The logic of this working model is as follows:
- The fluid packet in Figure 1 is flowing from left to right and is following the streamline as shown. To a first approximation, a semi-experienced flow analyst could draw moderately reasonable streamlines for a body without doing an analysis or test, I think.
- Bends in the streamlines come from a net force on the fluid particles which are following the streamline path, which is considered to be not changing with time. Why would a fluid particle speed up, slow down, or turn? Where do we get a net load on a fluid particle? The flow equations shown below tell us that fluids can get a net force from a pressure gradient and also from shear stress. In particular, the primary thing driving a bend in a streamline is a pressure gradient; relatively higher pressure is on the outer radius side of the bend and relatively lower pressure is towards the center of the bend radius circle.

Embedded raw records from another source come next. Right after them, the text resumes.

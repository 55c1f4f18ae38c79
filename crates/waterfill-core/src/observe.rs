//! Structured logging via the `tracing` ecosystem.
//!
//! The allocator emits trace-level events on every run (channel counts and
//! the converged water level); this module wires up a subscriber so callers
//! can see them. Level and format come from a [`LogConfig`], with the
//! `RUST_LOG` environment variable taking precedence when set.
//!
//! ```rust,ignore
//! use waterfill_core::observe::{init_logging, LogConfig};
//!
//! init_logging(&LogConfig::default());
//! tracing::info!(channels = 16, "allocation service started");
//! ```

use serde::{Deserialize, Serialize};
use tracing_subscriber::{fmt, prelude::*, EnvFilter};

/// Log level threshold.
#[derive(Debug, Clone, Copy, PartialEq, Eq, Serialize, Deserialize)]
#[serde(rename_all = "lowercase")]
pub enum LogLevel {
    Trace,
    Debug,
    Info,
    Warn,
    Error,
}

impl Default for LogLevel {
    fn default() -> Self {
        LogLevel::Info
    }
}

impl std::fmt::Display for LogLevel {
    fn fmt(&self, f: &mut std::fmt::Formatter<'_>) -> std::fmt::Result {
        match self {
            LogLevel::Trace => write!(f, "trace"),
            LogLevel::Debug => write!(f, "debug"),
            LogLevel::Info => write!(f, "info"),
            LogLevel::Warn => write!(f, "warn"),
            LogLevel::Error => write!(f, "error"),
        }
    }
}

/// Log output format.
#[derive(Debug, Clone, Copy, PartialEq, Eq, Serialize, Deserialize)]
#[serde(rename_all = "lowercase")]
pub enum LogFormat {
    /// One line per event.
    Compact,
    /// Multi-line, human-oriented.
    Pretty,
    /// Machine-readable JSON.
    Json,
}

impl Default for LogFormat {
    fn default() -> Self {
        LogFormat::Compact
    }
}

/// Logging configuration.
#[derive(Debug, Clone, Default, Serialize, Deserialize)]
pub struct LogConfig {
    /// Level threshold, used when no filter overrides it.
    pub level: LogLevel,
    /// Output format.
    pub format: LogFormat,
    /// Explicit filter directive (e.g. `"waterfill_core=trace"`). Overrides
    /// both `level` and `RUST_LOG`.
    pub filter: Option<String>,
}

impl LogConfig {
    /// Verbose development configuration.
    pub fn verbose() -> Self {
        Self {
            level: LogLevel::Debug,
            format: LogFormat::Pretty,
            filter: None,
        }
    }

    /// Errors only.
    pub fn quiet() -> Self {
        Self {
            level: LogLevel::Error,
            format: LogFormat::Compact,
            filter: None,
        }
    }
}

/// Install the global logging subscriber.
///
/// Call once at startup; later calls are silently ignored so tests and
/// embedders cannot trip over an already-installed subscriber.
pub fn init_logging(config: &LogConfig) {
    let filter = match &config.filter {
        Some(directive) => EnvFilter::try_new(directive)
            .unwrap_or_else(|_| EnvFilter::new(config.level.to_string())),
        None => EnvFilter::try_from_default_env()
            .unwrap_or_else(|_| EnvFilter::new(config.level.to_string())),
    };

    let result = match config.format {
        LogFormat::Compact => {
            let subscriber = tracing_subscriber::registry()
                .with(filter)
                .with(fmt::layer().compact());
            tracing::subscriber::set_global_default(subscriber)
        }
        LogFormat::Pretty => {
            let subscriber = tracing_subscriber::registry()
                .with(filter)
                .with(fmt::layer().pretty());
            tracing::subscriber::set_global_default(subscriber)
        }
        LogFormat::Json => {
            let subscriber = tracing_subscriber::registry()
                .with(filter)
                .with(fmt::layer().json());
            tracing::subscriber::set_global_default(subscriber)
        }
    };

    // A subscriber may already be installed; that is fine.
    let _ = result;
}

#[cfg(test)]
mod tests {
    use super::*;

    #[test]
    fn level_display_matches_filter_directives() {
        assert_eq!(LogLevel::Trace.to_string(), "trace");
        assert_eq!(LogLevel::Info.to_string(), "info");
        assert_eq!(LogLevel::Error.to_string(), "error");
    }

    #[test]
    fn presets() {
        let verbose = LogConfig::verbose();
        assert_eq!(verbose.level, LogLevel::Debug);
        assert_eq!(verbose.format, LogFormat::Pretty);

        let quiet = LogConfig::quiet();
        assert_eq!(quiet.level, LogLevel::Error);
        assert_eq!(quiet.format, LogFormat::Compact);

        let default = LogConfig::default();
        assert_eq!(default.level, LogLevel::Info);
        assert!(default.filter.is_none());
    }

    #[test]
    fn init_is_idempotent() {
        init_logging(&LogConfig::quiet());
        // Second call must not panic even though a subscriber is installed.
        init_logging(&LogConfig::verbose());
    }
}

- Looking at the streamlines, and understanding the pressure gradients that we can read from them, we can figure out what kind of pressure we will end up observing on the surface of the body – the thing that gives us the majority of the net load on the profile. Figures 2, 3, and 4 below illustrate the pressure field that we can infer from the streamlines there. It’s a simple matter of identifying relatively higher static pressures on the outer radius of a bend and a lower static pressure on the inner radius.
- Note that the only thing we can infer from the streamline bends are the local, relative pressure gradient on the fluid particles tracing out the streamline. For example, in Figure 4, we can infer that there is a lower pressure near the surface of the body, which increases as we move (normally) away from it, and this gradient is responsible for turning the flow along the blade profile. But what we can’t say is whether the pressure gradient exists because the static pressure near the wall of the blade has decreased, or because the static pressure further away from the wall has increased. All we know is that there is a gradient to turn the flow. I get a little stuck here, but I believe there must be a least-energy rule that we can call upon to say that the airfoil produces local static pressure changes (rather than changing the static pressure of the entire atmosphere!).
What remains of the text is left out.